**How to complete this task**
Write each line out a second time, exactly as shown below.

○ ○ ○ ○

use std::time::Duration;

/// Below this distance and speed a spring is considered at rest.
const REST_PRECISION: f32 = 0.01;

/// Integration step. Frame deltas are split into steps of this size.
const STEP: Duration = Duration::from_millis(1);

/// Physical parameters of a spring.
#[derive(Debug, Clone, Copy, PartialEq)]
pub struct SpringConfig {
    pub mass: f32,
    pub tension: f32,
    pub friction: f32,
}

impl SpringConfig {
    /// Critically damped, used for batch width.
    pub const DEFAULT: Self = Self::new(1.0, 170.0, 26.0);

    /// Heavy and slightly bouncy, used for the expand control's rotation.
    pub const CONTROL: Self = Self::new(5.0, 500.0, 80.0);

    pub const fn new(mass: f32, tension: f32, friction: f32) -> Self {
        Self {
            mass,
            tension,
            friction,
        }
    }
}

impl Default for SpringConfig {
    fn default() -> Self {
        Self::DEFAULT
    }
}

/// A value pulled towards a target by a damped spring.
#[derive(Debug, Clone, Copy, PartialEq)]
pub struct Spring {
    value: f32,
    velocity: f32,
    target: f32,
    config: SpringConfig,
}

impl Spring {
    pub fn new(from: f32, to: f32, config: SpringConfig) -> Self {
        Self {
            value: from,
            velocity: 0.0,
            target: to,
            config,
        }
    }

    pub fn value(&self) -> f32 {
        self.value
    }

    pub fn velocity(&self) -> f32 {
        self.velocity
    }

    pub fn target(&self) -> f32 {
        self.target
    }

    /// Change the target, keeping the current value and velocity.
    pub fn set_target(&mut self, target: f32) {
        self.target = target;
    }

    /// Jump straight to the target.
    pub fn finish(&mut self) {
        self.value = self.target;
        self.velocity = 0.0;
    }

    pub fn is_at_rest(&self) -> bool {
        self.velocity.abs() < REST_PRECISION && (self.target - self.value).abs() < REST_PRECISION
    }

    /// Advance the simulation by `dt`.
    pub fn step(&mut self, dt: Duration) {
        if self.is_at_rest() {
            self.finish();
            return;
        }

        let mass = self.config.mass.max(f32::EPSILON);
        let mut remaining = dt;
        while !remaining.is_zero() {
            let slice = remaining.min(STEP);
            remaining -= slice;
            let h = slice.as_secs_f32();

            let force = -self.config.tension * (self.value - self.target)
                - self.config.friction * self.velocity;
            self.velocity += force / mass * h;
            self.value += self.velocity * h;

            if self.is_at_rest() {
                self.finish();
                break;
            }
        }
    }
}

○ ○ ○ ○

**Task solution**
use std::time::Duration;

/// Below this distance and speed a spring is considered at rest.
const REST_PRECISION: f32 = 0.01;

/// Integration step. Frame deltas are split into steps of this size.
const STEP: Duration = Duration::from_millis(1);

/// Physical parameters of a spring.
#[derive(Debug, Clone, Copy, PartialEq)]
pub struct SpringConfig {
    pub mass: f32,
    pub tension: f32,
    pub friction: f32,
}

impl SpringConfig {
    /// Critically damped, used for batch width.
    pub const DEFAULT: Self = Self::new(1.0, 170.0, 26.0);

    /// Heavy and slightly bouncy, used for the expand control's rotation.
    pub const CONTROL: Self = Self::new(5.0, 500.0, 80.0);

    pub const fn new(mass: f32, tension: f32, friction: f32) -> Self {
        Self {
            mass,
            tension,
            friction,
        }
    }
}

impl Default for SpringConfig {
    fn default() -> Self {
        Self::DEFAULT
    }
}

/// A value pulled towards a target by a damped spring.
#[derive(Debug, Clone, Copy, PartialEq)]
pub struct Spring {
    value: f32,
    velocity: f32,
    target: f32,
    config: SpringConfig,
}

impl Spring {
    pub fn new(from: f32, to: f32, config: SpringConfig) -> Self {
        Self {
            value: from,
            velocity: 0.0,
            target: to,
            config,
        }
    }

    pub fn value(&self) -> f32 {
        self.value
    }

    pub fn velocity(&self) -> f32 {
        self.velocity
    }

    pub fn target(&self) -> f32 {
        self.target
    }

    /// Change the target, keeping the current value and velocity.
    pub fn set_target(&mut self, target: f32) {
        self.target = target;
    }

    /// Jump straight to the target.
    pub fn finish(&mut self) {
        self.value = self.target;
        self.velocity = 0.0;
    }

    pub fn is_at_rest(&self) -> bool {
        self.velocity.abs() < REST_PRECISION && (self.target - self.value).abs() < REST_PRECISION
    }

    /// Advance the simulation by `dt`.
    pub fn step(&mut self, dt: Duration) {
        if self.is_at_rest() {
            self.finish();
            return;
        }

        let mass = self.config.mass.max(f32::EPSILON);
        let mut remaining = dt;
        while !remaining.is_zero() {
            let slice = remaining.min(STEP);
            remaining -= slice;
            let h = slice.as_secs_f32();

            let force = -self.config.tension * (self.value - self.target)
                - self.config.friction * self.velocity;
            self.velocity += force / mass * h;
            self.value += self.velocity * h;

            if self.is_at_rest() {
                self.finish();
                break;
            }
        }
    }
}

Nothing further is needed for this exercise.